* [EXCERPTED RECORDS]:
--- START ---

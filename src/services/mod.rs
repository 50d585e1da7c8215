pub mod bookmark_service;
pub mod error;
pub mod ownership;
pub mod user_service;

pub use bookmark_service::{BookmarkService, CreateBookmark};
pub use error::ServiceError;
pub use ownership::{authorize, Access, Owned};
pub use user_service::{AccessToken, Credentials, UserService};
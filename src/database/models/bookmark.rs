use chrono::{DateTime, Utc};
use serde::{Deserialize, Serialize};
use sqlx::FromRow;

use crate::database::store::{Entity, EntityKind};

#[derive(Debug, Clone, PartialEq, Serialize, Deserialize, FromRow)]
#[serde(rename_all = "camelCase")]
pub struct Bookmark {
    pub id: i64,
    pub owner_id: i64,
    pub title: String,
    pub link: String,
    pub description: Option<String>,
    pub created_at: DateTime<Utc>,
    pub updated_at: DateTime<Utc>,
}

#[derive(Debug, Clone)]
pub struct NewBookmark {
    pub owner_id: i64,
    pub title: String,
    pub link: String,
    pub description: Option<String>,
}

#[derive(Debug, Clone, Default)]
pub struct BookmarkPatch {
    pub title: Option<String>,
    pub link: Option<String>,
    pub description: Option<String>,
}

#[derive(Debug, Clone, Default)]
pub struct BookmarkFilter {
    pub owner_id: Option<i64>,
}

impl Entity for Bookmark {
    type Draft = NewBookmark;
    type Patch = BookmarkPatch;
    type Filter = BookmarkFilter;

    const KIND: EntityKind = EntityKind::Bookmark;
}

impl BookmarkPatch {
    pub fn apply_to(self, bookmark: &mut Bookmark) {
        if let Some(title) = self.title {
            bookmark.title = title;
        }
        if let Some(link) = self.link {
            bookmark.link = link;
        }
        if let Some(description) = self.description {
            bookmark.description = Some(description);
        }
    }
}

impl BookmarkFilter {
    pub fn owned_by(owner_id: i64) -> Self {
        Self { owner_id: Some(owner_id) }
    }

    pub fn matches(&self, bookmark: &Bookmark) -> bool {
        self.owner_id.map_or(true, |owner| bookmark.owner_id == owner)
    }
}
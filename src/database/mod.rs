pub mod manager;
pub mod memory;
pub mod models;
pub mod postgres;
pub mod store;

pub use manager::{DatabaseError, DatabaseManager};
pub use memory::MemoryStore;
pub use postgres::PgStore;
pub use store::{Entity, EntityKind, EntityStore, Store, StoreError};
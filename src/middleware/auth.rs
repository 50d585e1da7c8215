use axum::{
    extract::{Request, State},
    http::{header::AUTHORIZATION, HeaderMap},
    middleware::Next,
    response::Response,
};

use crate::app::AppState;
use crate::error::ApiError;

/// Caller identity resolved from the bearer token
#[derive(Clone, Copy, Debug)]
pub struct AuthUser {
    pub user_id: i64,
}

/// Resolves the bearer credential through the identity provider and injects `AuthUser`
pub async fn jwt_auth_middleware(
    State(state): State<AppState>,
    mut request: Request,
    next: Next,
) -> Result<Response, ApiError> {
    let token = extract_jwt_from_headers(request.headers()).map_err(|msg| {
        tracing::warn!("Rejected request to {}: {}", request.uri().path(), msg);
        ApiError::unauthorized(msg)
    })?;

    let user_id = state.identity.resolve(&token).map_err(|e| {
        tracing::warn!("Rejected request to {}: {}", request.uri().path(), e);
        ApiError::unauthorized("Invalid or expired token")
    })?;

    request.extensions_mut().insert(AuthUser { user_id });
    Ok(next.run(request).await)
}

/// Extract JWT token from Authorization header
fn extract_jwt_from_headers(headers: &HeaderMap) -> Result<String, String> {
    let auth_header = headers
        .get(AUTHORIZATION)
        .ok_or_else(|| "Missing Authorization header".to_string())?;

    let auth_str = auth_header
        .to_str()
        .map_err(|_| "Invalid Authorization header format".to_string())?;

    match auth_str.strip_prefix("Bearer ") {
        Some(token) if !token.trim().is_empty() => Ok(token.trim().to_string()),
        Some(_) => Err("Empty JWT token".to_string()),
        None => Err("Authorization header must use Bearer token format".to_string()),
    }
}
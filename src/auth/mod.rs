use argon2::password_hash::{rand_core::OsRng, PasswordHash, PasswordHasher, PasswordVerifier, SaltString};
use argon2::Argon2;
use chrono::{DateTime, TimeDelta, Utc};
use jsonwebtoken::{decode, encode, Algorithm, DecodingKey, EncodingKey, Header, Validation};
use serde::{Deserialize, Serialize};
use thiserror::Error;

use crate::database::models::User;

#[derive(Debug, Error)]
pub enum AuthError {
    #[error("Invalid credential: {0}")]
    InvalidCredential(String),

    #[error("Invalid JWT secret")]
    InvalidSecret,

    #[error("Invalid JWT expiry: {0} hours")]
    InvalidExpiry(u64),

    #[error("JWT generation error: {0}")]
    TokenGeneration(String),

    #[error("Password hashing error: {0}")]
    PasswordHash(String),
}

/// Resolves an opaque credential into the caller's user id
pub trait IdentityProvider: Send + Sync {
    fn resolve(&self, credential: &str) -> Result<i64, AuthError>;
}

#[derive(Debug, Serialize, Deserialize)]
pub struct Claims {
    pub sub: i64,
    pub email: String,
    pub exp: i64,
    pub iat: i64,
}

impl Claims {
    pub fn new(
        user_id: i64,
        email: String,
        issued_at: DateTime<Utc>,
        expires_at: DateTime<Utc>,
    ) -> Self {
        Self {
            sub: user_id,
            email,
            exp: expires_at.timestamp(),
            iat: issued_at.timestamp(),
        }
    }
}

/// HS256 bearer tokens signed with a shared secret
pub struct JwtIdentity {
    encoding_key: EncodingKey,
    decoding_key: DecodingKey,
    validation: Validation,
    lifetime: TimeDelta,
}

impl JwtIdentity {
    pub fn new(secret: &str, expiry_hours: u64) -> Result<Self, AuthError> {
        if secret.is_empty() {
            return Err(AuthError::InvalidSecret);
        }

        Ok(Self {
            encoding_key: EncodingKey::from_secret(secret.as_bytes()),
            decoding_key: DecodingKey::from_secret(secret.as_bytes()),
            validation: Validation::new(Algorithm::HS256),
            lifetime: token_lifetime(expiry_hours)?,
        })
    }

    /// Sign an access token for `user`
    pub fn issue(&self, user: &User) -> Result<String, AuthError> {
        let now = Utc::now();
        let expires_at = now
            .checked_add_signed(self.lifetime)
            .ok_or_else(|| AuthError::TokenGeneration("expiry out of range".to_string()))?;
        let claims = Claims::new(user.id, user.email.clone(), now, expires_at);
        self.sign(&claims)
    }

    fn sign(&self, claims: &Claims) -> Result<String, AuthError> {
        encode(&Header::new(Algorithm::HS256), claims, &self.encoding_key)
            .map_err(|e| AuthError::TokenGeneration(e.to_string()))
    }

    /// Verify signature and expiry and return the claims
    pub fn decode(&self, token: &str) -> Result<Claims, AuthError> {
        decode::<Claims>(token, &self.decoding_key, &self.validation)
            .map(|data| data.claims)
            .map_err(|e| AuthError::InvalidCredential(format!("Invalid JWT token: {}", e)))
    }
}

/// Non-zero and small enough that `now + lifetime` is a valid timestamp
fn token_lifetime(expiry_hours: u64) -> Result<TimeDelta, AuthError> {
    let lifetime = i64::try_from(expiry_hours)
        .ok()
        .filter(|hours| *hours > 0)
        .and_then(TimeDelta::try_hours)
        .ok_or(AuthError::InvalidExpiry(expiry_hours))?;

    Utc::now()
        .checked_add_signed(lifetime)
        .map(|_| lifetime)
        .ok_or(AuthError::InvalidExpiry(expiry_hours))
}

impl IdentityProvider for JwtIdentity {
    fn resolve(&self, credential: &str) -> Result<i64, AuthError> {
        self.decode(credential).map(|claims| claims.sub)
    }
}

/// Hash a password with Argon2id and a random salt (PHC string format)
pub fn hash_password(password: &str) -> Result<String, AuthError> {
    let salt = SaltString::generate(&mut OsRng);
    Argon2::default()
        .hash_password(password.as_bytes(), &salt)
        .map(|hash| hash.to_string())
        .map_err(|e| AuthError::PasswordHash(e.to_string()))
}

/// Returns `Ok(false)` on mismatch; errors only on an unreadable stored hash
pub fn verify_password(password: &str, hash: &str) -> Result<bool, AuthError> {
    let parsed = PasswordHash::new(hash).map_err(|e| AuthError::PasswordHash(e.to_string()))?;
    Ok(Argon2::default()
        .verify_password(password.as_bytes(), &parsed)
        .is_ok())
}
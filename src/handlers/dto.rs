//! Request bodies and their validation.
//!
//! Each DTO deserializes with every field optional, then `validate()` turns it
//! into the typed input a service expects. Unknown fields are ignored.

use axum::{
    async_trait,
    extract::{rejection::JsonRejection, FromRequest, Request},
    http::StatusCode,
    Json,
};
use serde::de::DeserializeOwned;
use serde::Deserialize;

use crate::database::models::{BookmarkPatch, UserPatch};
use crate::error::{ApiError, FieldErrors};
use crate::services::{CreateBookmark, Credentials};

pub trait Validate {
    type Output;

    fn validate(self) -> Result<Self::Output, ApiError>;
}

/// Extractor: JSON body of type `D`, already validated into `D::Output`
pub struct Valid<D: Validate>(pub D::Output);

#[async_trait]
impl<S, D> FromRequest<S> for Valid<D>
where
    D: Validate + DeserializeOwned + Send,
    D::Output: Send,
    S: Send + Sync,
{
    type Rejection = ApiError;

    async fn from_request(req: Request, state: &S) -> Result<Self, Self::Rejection> {
        let Json(dto) = Json::<D>::from_request(req, state)
            .await
            .map_err(json_rejection)?;
        dto.validate().map(Valid)
    }
}

fn json_rejection(rejection: JsonRejection) -> ApiError {
    match rejection {
        JsonRejection::MissingJsonContentType(_) => {
            ApiError::bad_request("Expected request with `Content-Type: application/json`")
        }
        other if other.status() == StatusCode::PAYLOAD_TOO_LARGE => {
            ApiError::PayloadTooLarge(other.body_text())
        }
        other => ApiError::invalid_json(other.body_text()),
    }
}

/// Accumulates per-field messages; empty means valid
#[derive(Default)]
struct Checks {
    errors: FieldErrors,
}

impl Checks {
    fn fail(&mut self, field: &str, message: impl Into<String>) {
        self.errors.entry(field.to_string()).or_insert_with(|| message.into());
    }

    fn required<'a>(&mut self, field: &str, value: &'a Option<String>) -> Option<&'a str> {
        match value.as_deref() {
            None => {
                self.fail(field, format!("{} should not be empty", field));
                None
            }
            Some(v) => self.non_empty(field, v),
        }
    }

    fn non_empty<'a>(&mut self, field: &str, value: &'a str) -> Option<&'a str> {
        if value.trim().is_empty() {
            self.fail(field, format!("{} should not be empty", field));
            None
        } else {
            Some(value)
        }
    }

    fn email(&mut self, field: &str, value: &str) {
        if let Err(msg) = validate_email_format(value) {
            self.fail(field, msg);
        }
    }

    fn finish(self) -> Result<(), ApiError> {
        if self.errors.is_empty() {
            Ok(())
        } else {
            Err(ApiError::validation_error("Validation failed", Some(self.errors)))
        }
    }
}

/// Basic `local@domain.tld` shape check
pub fn validate_email_format(email: &str) -> Result<(), String> {
    let invalid = || "email must be an email".to_string();

    if email.chars().any(char::is_whitespace) {
        return Err(invalid());
    }
    let (local, domain) = email.split_once('@').ok_or_else(invalid)?;
    if local.is_empty() || domain.contains('@') {
        return Err(invalid());
    }
    let labels: Vec<&str> = domain.split('.').collect();
    if labels.len() < 2 || labels.iter().any(|l| l.is_empty()) {
        return Err(invalid());
    }
    Ok(())
}

#[derive(Debug, Deserialize)]
pub struct AuthDto {
    pub email: Option<String>,
    pub password: Option<String>,
}

impl Validate for AuthDto {
    type Output = Credentials;

    fn validate(self) -> Result<Credentials, ApiError> {
        let mut checks = Checks::default();
        if let Some(email) = checks.required("email", &self.email) {
            checks.email("email", email);
        }
        checks.required("password", &self.password);
        checks.finish()?;

        Ok(Credentials {
            email: self.email.unwrap_or_default(),
            password: self.password.unwrap_or_default(),
        })
    }
}

#[derive(Debug, Deserialize)]
pub struct EditUserDto {
    pub email: Option<String>,
    #[serde(rename = "firstName", alias = "firstname")]
    pub first_name: Option<String>,
    #[serde(rename = "lastName", alias = "lastname")]
    pub last_name: Option<String>,
}

impl Validate for EditUserDto {
    type Output = UserPatch;

    fn validate(self) -> Result<UserPatch, ApiError> {
        let mut checks = Checks::default();
        if let Some(email) = self.email.as_deref() {
            checks.email("email", email);
        }
        checks.finish()?;

        Ok(UserPatch {
            email: self.email,
            first_name: self.first_name,
            last_name: self.last_name,
        })
    }
}

#[derive(Debug, Deserialize)]
pub struct CreateBookmarkDto {
    pub title: Option<String>,
    pub link: Option<String>,
    pub description: Option<String>,
}

impl Validate for CreateBookmarkDto {
    type Output = CreateBookmark;

    fn validate(self) -> Result<CreateBookmark, ApiError> {
        let mut checks = Checks::default();
        checks.required("title", &self.title);
        checks.required("link", &self.link);
        checks.finish()?;

        Ok(CreateBookmark {
            title: self.title.unwrap_or_default(),
            link: self.link.unwrap_or_default(),
            description: self.description,
        })
    }
}

#[derive(Debug, Deserialize)]
pub struct EditBookmarkDto {
    pub title: Option<String>,
    pub link: Option<String>,
    pub description: Option<String>,
}

impl Validate for EditBookmarkDto {
    type Output = BookmarkPatch;

    fn validate(self) -> Result<BookmarkPatch, ApiError> {
        let mut checks = Checks::default();
        if let Some(title) = self.title.as_deref() {
            checks.non_empty("title", title);
        }
        if let Some(link) = self.link.as_deref() {
            checks.non_empty("link", link);
        }
        checks.finish()?;

        Ok(BookmarkPatch {
            title: self.title,
            link: self.link,
            description: self.description,
        })
    }
}

/// Path ids must be positive integers
pub fn parse_id(raw: &str) -> Result<i64, ApiError> {
    match raw.parse::<i64>() {
        Ok(id) if id > 0 => Ok(id),
        _ => Err(ApiError::bad_request(format!(
            "Validation failed (numeric string is expected): '{}'",
            raw
        ))),
    }
}

#[cfg(test)]
mod tests {
    use super::*;
    use serde_json::json;

    fn auth(body: serde_json::Value) -> Result<Credentials, ApiError> {
        serde_json::from_value::<AuthDto>(body).unwrap().validate()
    }

    fn field_errors(err: ApiError) -> FieldErrors {
        match err {
            ApiError::ValidationError { field_errors, .. } => field_errors.unwrap_or_default(),
            other => panic!("expected validation error, got {:?}", other),
        }
    }

    #[test]
    fn auth_requires_email_and_password() {
        let errors = field_errors(auth(json!({})).unwrap_err());
        assert!(errors.contains_key("email"));
        assert!(errors.contains_key("password"));

        let errors = field_errors(auth(json!({ "password": "1234" })).unwrap_err());
        assert_eq!(errors.keys().collect::<Vec<_>>(), vec!["email"]);

        let errors = field_errors(auth(json!({ "email": "user1@gmail.com" })).unwrap_err());
        assert_eq!(errors.keys().collect::<Vec<_>>(), vec!["password"]);
    }

    #[test]
    fn auth_rejects_malformed_email() {
        let errors = field_errors(auth(json!({ "email": "not-an-email", "password": "1234" })).unwrap_err());
        assert_eq!(errors["email"], "email must be an email");
    }

    #[test]
    fn auth_ignores_unknown_fields() {
        let creds = auth(json!({ "email": "a@x.com", "password": "1234", "role": "admin" })).unwrap();
        assert_eq!(creds.email, "a@x.com");
        assert_eq!(creds.password, "1234");
    }

    #[test]
    fn email_format() {
        assert!(validate_email_format("user1@gmail.com").is_ok());
        assert!(validate_email_format("a.b+c@sub.example.org").is_ok());
        for bad in ["", "@x.com", "a@", "a@x", "a@@x.com", "a b@x.com", "a@x..com"] {
            assert!(validate_email_format(bad).is_err(), "accepted {:?}", bad);
        }
    }

    #[test]
    fn edit_user_accepts_lowercase_aliases() {
        let dto: EditUserDto =
            serde_json::from_value(json!({ "email": "u@x.com", "firstname": "userOne" })).unwrap();
        let patch = dto.validate().unwrap();
        assert_eq!(patch.first_name.as_deref(), Some("userOne"));
        assert_eq!(patch.email.as_deref(), Some("u@x.com"));
        assert!(patch.last_name.is_none());

        let dto: EditUserDto = serde_json::from_value(json!({ "lastName": "One" })).unwrap();
        assert_eq!(dto.validate().unwrap().last_name.as_deref(), Some("One"));
    }

    #[test]
    fn create_bookmark_requires_title_and_link() {
        let dto: CreateBookmarkDto = serde_json::from_value(json!({ "description": "d" })).unwrap();
        let errors = field_errors(dto.validate().unwrap_err());
        assert!(errors.contains_key("title"));
        assert!(errors.contains_key("link"));

        let dto: CreateBookmarkDto =
            serde_json::from_value(json!({ "title": "First Bookmark", "link": "Link1" })).unwrap();
        let input = dto.validate().unwrap();
        assert_eq!(input.title, "First Bookmark");
        assert!(input.description.is_none());
    }

    #[test]
    fn edit_bookmark_fields_are_optional_but_not_blank() {
        let dto: EditBookmarkDto = serde_json::from_value(json!({})).unwrap();
        let patch = dto.validate().unwrap();
        assert!(patch.title.is_none() && patch.link.is_none() && patch.description.is_none());

        let dto: EditBookmarkDto = serde_json::from_value(json!({ "title": "  " })).unwrap();
        assert!(field_errors(dto.validate().unwrap_err()).contains_key("title"));
    }

    #[test]
    fn ids_must_be_positive_integers() {
        assert_eq!(parse_id("10").unwrap(), 10);
        assert!(parse_id("0").is_err());
        assert!(parse_id("-3").is_err());
        assert!(parse_id("abc").is_err());
    }
}
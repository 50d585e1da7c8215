use async_trait::async_trait;
use sqlx::PgPool;
use tracing::info;

use crate::database::models::{
    Bookmark, BookmarkFilter, BookmarkPatch, NewBookmark, NewUser, User, UserFilter, UserPatch,
};
use crate::database::store::{EntityStore, Store, StoreError};

const USER_COLUMNS: &str = "id, email, password_hash, first_name, last_name, created_at, updated_at";
const BOOKMARK_COLUMNS: &str = "id, owner_id, title, link, description, created_at, updated_at";

const SCHEMA: &[&str] = &[
    r#"
    CREATE TABLE IF NOT EXISTS users (
        id BIGSERIAL PRIMARY KEY,
        email TEXT NOT NULL UNIQUE,
        password_hash TEXT NOT NULL,
        first_name TEXT,
        last_name TEXT,
        created_at TIMESTAMPTZ NOT NULL DEFAULT now(),
        updated_at TIMESTAMPTZ NOT NULL DEFAULT now()
    )
    "#,
    r#"
    CREATE TABLE IF NOT EXISTS bookmarks (
        id BIGSERIAL PRIMARY KEY,
        owner_id BIGINT NOT NULL REFERENCES users(id) ON DELETE CASCADE,
        title TEXT NOT NULL,
        link TEXT NOT NULL,
        description TEXT,
        created_at TIMESTAMPTZ NOT NULL DEFAULT now(),
        updated_at TIMESTAMPTZ NOT NULL DEFAULT now()
    )
    "#,
    "CREATE INDEX IF NOT EXISTS bookmarks_owner_id_idx ON bookmarks (owner_id)",
];

/// PostgreSQL-backed store
#[derive(Clone)]
pub struct PgStore {
    pool: PgPool,
}

impl PgStore {
    pub fn new(pool: PgPool) -> Self {
        Self { pool }
    }

    /// Create the users and bookmarks tables if they are missing
    pub async fn migrate(&self) -> Result<(), StoreError> {
        for statement in SCHEMA {
            sqlx::query(statement).execute(&self.pool).await?;
        }
        info!("Database schema is up to date");
        Ok(())
    }

    pub async fn close(&self) {
        self.pool.close().await;
    }
}

/// Map unique (23505) and foreign key (23503) violations onto the store taxonomy
fn write_error(err: sqlx::Error) -> StoreError {
    if let sqlx::Error::Database(db) = &err {
        if matches!(db.code().as_deref(), Some("23505") | Some("23503")) {
            return StoreError::ConstraintViolation(db.message().to_string());
        }
    }
    StoreError::Sqlx(err)
}

#[async_trait]
impl EntityStore<User> for PgStore {
    async fn get(&self, id: i64) -> Result<User, StoreError> {
        let sql = format!("SELECT {} FROM users WHERE id = $1", USER_COLUMNS);
        sqlx::query_as::<_, User>(&sql)
            .bind(id)
            .fetch_optional(&self.pool)
            .await?
            .ok_or_else(|| StoreError::not_found::<User>(id))
    }

    async fn list(&self, filter: &UserFilter) -> Result<Vec<User>, StoreError> {
        let sql = format!(
            "SELECT {} FROM users WHERE ($1::TEXT IS NULL OR email = $1) ORDER BY id",
            USER_COLUMNS
        );
        let users = sqlx::query_as::<_, User>(&sql)
            .bind(filter.email.as_deref())
            .fetch_all(&self.pool)
            .await?;
        Ok(users)
    }

    async fn create(&self, draft: NewUser) -> Result<User, StoreError> {
        let sql = format!(
            "INSERT INTO users (email, password_hash, first_name, last_name) \
             VALUES ($1, $2, $3, $4) RETURNING {}",
            USER_COLUMNS
        );
        sqlx::query_as::<_, User>(&sql)
            .bind(&draft.email)
            .bind(&draft.password_hash)
            .bind(&draft.first_name)
            .bind(&draft.last_name)
            .fetch_one(&self.pool)
            .await
            .map_err(write_error)
    }

    async fn update(&self, id: i64, patch: UserPatch) -> Result<User, StoreError> {
        let sql = format!(
            "UPDATE users SET \
               email = COALESCE($2, email), \
               first_name = COALESCE($3, first_name), \
               last_name = COALESCE($4, last_name), \
               updated_at = now() \
             WHERE id = $1 RETURNING {}",
            USER_COLUMNS
        );
        sqlx::query_as::<_, User>(&sql)
            .bind(id)
            .bind(&patch.email)
            .bind(&patch.first_name)
            .bind(&patch.last_name)
            .fetch_optional(&self.pool)
            .await
            .map_err(write_error)?
            .ok_or_else(|| StoreError::not_found::<User>(id))
    }

    async fn delete(&self, id: i64) -> Result<(), StoreError> {
        let result = sqlx::query("DELETE FROM users WHERE id = $1")
            .bind(id)
            .execute(&self.pool)
            .await?;
        if result.rows_affected() == 0 {
            return Err(StoreError::not_found::<User>(id));
        }
        Ok(())
    }
}

#[async_trait]
impl EntityStore<Bookmark> for PgStore {
    async fn get(&self, id: i64) -> Result<Bookmark, StoreError> {
        let sql = format!("SELECT {} FROM bookmarks WHERE id = $1", BOOKMARK_COLUMNS);
        sqlx::query_as::<_, Bookmark>(&sql)
            .bind(id)
            .fetch_optional(&self.pool)
            .await?
            .ok_or_else(|| StoreError::not_found::<Bookmark>(id))
    }

    async fn list(&self, filter: &BookmarkFilter) -> Result<Vec<Bookmark>, StoreError> {
        let sql = format!(
            "SELECT {} FROM bookmarks WHERE ($1::BIGINT IS NULL OR owner_id = $1) ORDER BY id",
            BOOKMARK_COLUMNS
        );
        let bookmarks = sqlx::query_as::<_, Bookmark>(&sql)
            .bind(filter.owner_id)
            .fetch_all(&self.pool)
            .await?;
        Ok(bookmarks)
    }

    async fn create(&self, draft: NewBookmark) -> Result<Bookmark, StoreError> {
        let sql = format!(
            "INSERT INTO bookmarks (owner_id, title, link, description) \
             VALUES ($1, $2, $3, $4) RETURNING {}",
            BOOKMARK_COLUMNS
        );
        sqlx::query_as::<_, Bookmark>(&sql)
            .bind(draft.owner_id)
            .bind(&draft.title)
            .bind(&draft.link)
            .bind(&draft.description)
            .fetch_one(&self.pool)
            .await
            .map_err(write_error)
    }

    async fn update(&self, id: i64, patch: BookmarkPatch) -> Result<Bookmark, StoreError> {
        let sql = format!(
            "UPDATE bookmarks SET \
               title = COALESCE($2, title), \
               link = COALESCE($3, link), \
               description = COALESCE($4, description), \
               updated_at = now() \
             WHERE id = $1 RETURNING {}",
            BOOKMARK_COLUMNS
        );
        sqlx::query_as::<_, Bookmark>(&sql)
            .bind(id)
            .bind(&patch.title)
            .bind(&patch.link)
            .bind(&patch.description)
            .fetch_optional(&self.pool)
            .await
            .map_err(write_error)?
            .ok_or_else(|| StoreError::not_found::<Bookmark>(id))
    }

    async fn delete(&self, id: i64) -> Result<(), StoreError> {
        let result = sqlx::query("DELETE FROM bookmarks WHERE id = $1")
            .bind(id)
            .execute(&self.pool)
            .await?;
        if result.rows_affected() == 0 {
            return Err(StoreError::not_found::<Bookmark>(id));
        }
        Ok(())
    }
}

#[async_trait]
impl Store for PgStore {
    fn backend_name(&self) -> &'static str {
        "postgres"
    }

    async fn health_check(&self) -> Result<(), StoreError> {
        sqlx::query("SELECT 1").execute(&self.pool).await?;
        Ok(())
    }
}
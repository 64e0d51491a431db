//! BLAKE3 hashing utilities for stub integrity

use std::fs::File;
use std::io::{BufReader, Read};
use std::path::Path;

use blake3::Hasher;
use walkdir::WalkDir;

use crate::error::{Result, StubError};

/// Hash prefix for BLAKE3 hashes
pub const HASH_PREFIX: &str = "blake3:";

fn read_failed(path: &Path, e: &std::io::Error) -> StubError {
    StubError::FileReadFailed {
        path: path.display().to_string(),
        reason: e.to_string(),
    }
}

fn update_from_file(hasher: &mut Hasher, path: &Path) -> Result<()> {
    let file = File::open(path).map_err(|e| read_failed(path, &e))?;
    let mut reader = BufReader::new(file);
    let mut buffer = [0u8; 8192];

    loop {
        let bytes_read = reader.read(&mut buffer).map_err(|e| read_failed(path, &e))?;
        if bytes_read == 0 {
            break;
        }
        hasher.update(&buffer[..bytes_read]);
    }
    Ok(())
}

/// Calculate BLAKE3 hash of a stub directory's contents
///
/// Files are hashed in sorted path order together with their relative
/// paths, so renames change the hash and traversal order does not.
pub fn hash_directory(path: &Path) -> Result<String> {
    if !path.is_dir() {
        return Err(StubError::FileReadFailed {
            path: path.display().to_string(),
            reason: "not a directory".to_string(),
        });
    }

    let mut files: Vec<_> = WalkDir::new(path)
        .into_iter()
        .filter_map(std::result::Result::ok)
        .filter(|e| e.file_type().is_file())
        .collect();
    files.sort_by(|a, b| a.path().cmp(b.path()));

    let mut hasher = Hasher::new();
    for entry in files {
        let file_path = entry.path();
        let relative_path = file_path
            .strip_prefix(path)
            .unwrap_or(file_path)
            .to_string_lossy()
            .replace('\\', "/");
        hasher.update(relative_path.as_bytes());
        hasher.update(b"\0");
        update_from_file(&mut hasher, file_path)?;
        hasher.update(b"\0");
    }

    Ok(format!("{}{}", HASH_PREFIX, hasher.finalize().to_hex()))
}

/// Verify a hash matches the expected value, with or without prefix
pub fn verify_hash(expected: &str, actual: &str) -> bool {
    let normalize = |h: &str| h.strip_prefix(HASH_PREFIX).unwrap_or(h).to_ascii_lowercase();
    normalize(expected) == normalize(actual)
}
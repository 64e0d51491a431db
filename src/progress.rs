//! Spinner shown while a device is busy

use std::time::Duration;

use indicatif::{ProgressBar, ProgressStyle};

/// Spinner on stderr; hidden automatically when stderr is not a terminal
pub struct Spinner {
    pb: ProgressBar,
}

impl Spinner {
    pub fn new(message: impl Into<String>) -> Self {
        let pb = ProgressBar::new_spinner();
        if let Ok(style) = ProgressStyle::default_spinner().template("{spinner:.cyan} {msg}") {
            pb.set_style(style);
        }
        pb.set_message(message.into());
        pb.enable_steady_tick(Duration::from_millis(100));
        Self { pb }
    }

    pub fn set_message(&self, message: impl Into<String>) {
        self.pb.set_message(message.into());
    }
}

impl Drop for Spinner {
    fn drop(&mut self) {
        self.pb.finish_and_clear();
    }
}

--- END ---

* [TASK TO CARRY OUT]:
Scan the data above for the word "list", then copy every line that holds it.

* [SOLUTION]:
    async fn list(&self, filter: &UserFilter) -> Result<Vec<User>, StoreError> {
    async fn list(&self, filter: &BookmarkFilter) -> Result<Vec<Bookmark>, StoreError> {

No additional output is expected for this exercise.